As a result of changes made by the Coronavirus Aid, Relief, and Economic Security Act which allow qualified improvement property to be classified as 15-year property and eligible for bonus depreciation deduction, the IRS issued a revenue procedure which provides guidelines on how to take advantage of these changes. Specifically, the revenue procedure permits certain taxpayers to file an amended return, administrative adjustment request under Code Sec. 6227, or a Form 3115, Application for Change in Accounting Method, to change the depreciation of qualified improvement property placed in service after December 31, 2017, for their 2018, 2019, or 2020 tax year. Rev. Proc. 2020-25.

Background

The Tax Cuts and Jobs Act of 2017 (TCJA) amended Code Sec. 168(b)(3) to provide that qualified improvement property, as described in Code Sec. 168(e)(6), is depreciated by using the straight-line method of depreciation for purposes of the general depreciation system under Code Sec. 168(a) (GDS). TCJA also added Code Sec. 168(e)(6), which provides the definition of qualified improvement property. Code Sec. 168(k)(2)(A)(i)(IV) and Code Sec. 168(k)(3), which prior to TCJA had provided that qualified improvement property was a separate class of property eligible for the additional first year depreciation deduction (i.e., bonus depreciation), were repealed by TCJA. Because the amendments made by TCJA also did not specify a class of property under Code Sec. 168(e) for qualified improvement property placed in service after December 31, 2017, such property was classified as nonresidential real property under Code Sec. 168(e)(2)(B) and, consequently, not eligible for the bonus depreciation deduction under Code Sec. 168(k).

On March 27, 2020, the Coronavirus Aid, Relief, and Economic Security Act (CARES Act) was signed into law.
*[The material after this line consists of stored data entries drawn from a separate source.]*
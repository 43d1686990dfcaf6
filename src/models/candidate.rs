use std::collections::BTreeMap;

use crate::models::{Point, RotatedRect};

/// A square-ish contour that nests deeply enough to be a finder pattern
#[derive(Debug, Clone, Copy, PartialEq)]
pub struct Candidate {
    /// Index of the contour in the extraction arena
    pub contour: usize,
    /// Length of the first-child chain below the contour
    pub depth: usize,
    /// Minimum-area rectangle of the contour
    pub rect: RotatedRect,
}

impl Candidate {
    /// Create a candidate
    pub fn new(contour: usize, depth: usize, rect: RotatedRect) -> Self {
        Self {
            contour,
            depth,
            rect,
        }
    }

    /// Center of the candidate's rotated rectangle
    pub fn center(&self) -> Point {
        self.rect.center
    }
}

/// Candidates grouped by nesting depth, visited in ascending depth order
#[derive(Debug, Clone, Default, PartialEq)]
pub struct DepthBuckets {
    buckets: BTreeMap<usize, Vec<Candidate>>,
}

impl DepthBuckets {
    /// Create an empty bucket map
    pub fn new() -> Self {
        Self::default()
    }

    /// Add a candidate to the bucket for its depth
    pub fn insert(&mut self, candidate: Candidate) {
        self.buckets
            .entry(candidate.depth)
            .or_default()
            .push(candidate);
    }

    /// Candidates with the given depth
    pub fn get(&self, depth: usize) -> &[Candidate] {
        self.buckets.get(&depth).map(Vec::as_slice).unwrap_or(&[])
    }

    /// Iterate `(depth, candidates)` pairs in ascending depth
    pub fn iter(&self) -> impl Iterator<Item = (usize, &[Candidate])> + '_ {
        self.buckets.iter().map(|(&d, c)| (d, c.as_slice()))
    }

    /// Number of distinct depths
    pub fn len(&self) -> usize {
        self.buckets.len()
    }

    /// True if there are no candidates at all
    pub fn is_empty(&self) -> bool {
        self.buckets.is_empty()
    }

    /// Total number of candidates over all depths
    pub fn candidate_count(&self) -> usize {
        self.buckets.values().map(Vec::len).sum()
    }
}

impl FromIterator<Candidate> for DepthBuckets {
    fn from_iter<I: IntoIterator<Item = Candidate>>(iter: I) -> Self {
        let mut buckets = Self::new();
        for candidate in iter {
            buckets.insert(candidate);
        }
        buckets
    }
}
The CARES Act amended Code Sec. 168(e)(3)(E), Code Sec. 168(e)(6), and Code Sec. 168(g)(3)(B). In addition, the CARES Act added Code Sec. 168(e)(3)(E)(vii). Basically, the legislation fixed the mistakes in the TCJA relating to qualified improvement property so that such property now has a 15-year depreciation life and meets the bonus depreciation criteria specified in Code Sec. 168(k)(2)(A). The definition of qualified improvement property in Code Sec. 168(e)(6) was also amended to provide that the improvement must be "made by the taxpayer." In addition, the CARES Act amended the table in Code Sec. 168(g)(3)(B) to provide a recovery period of 20 years for qualified improvement property for purposes of the alternative depreciation system (ADS) under Code Sec. 168(g). These amendments to Code Sec. 168(e) and Code Sec. 168(g) are effective as if included in the TCJA.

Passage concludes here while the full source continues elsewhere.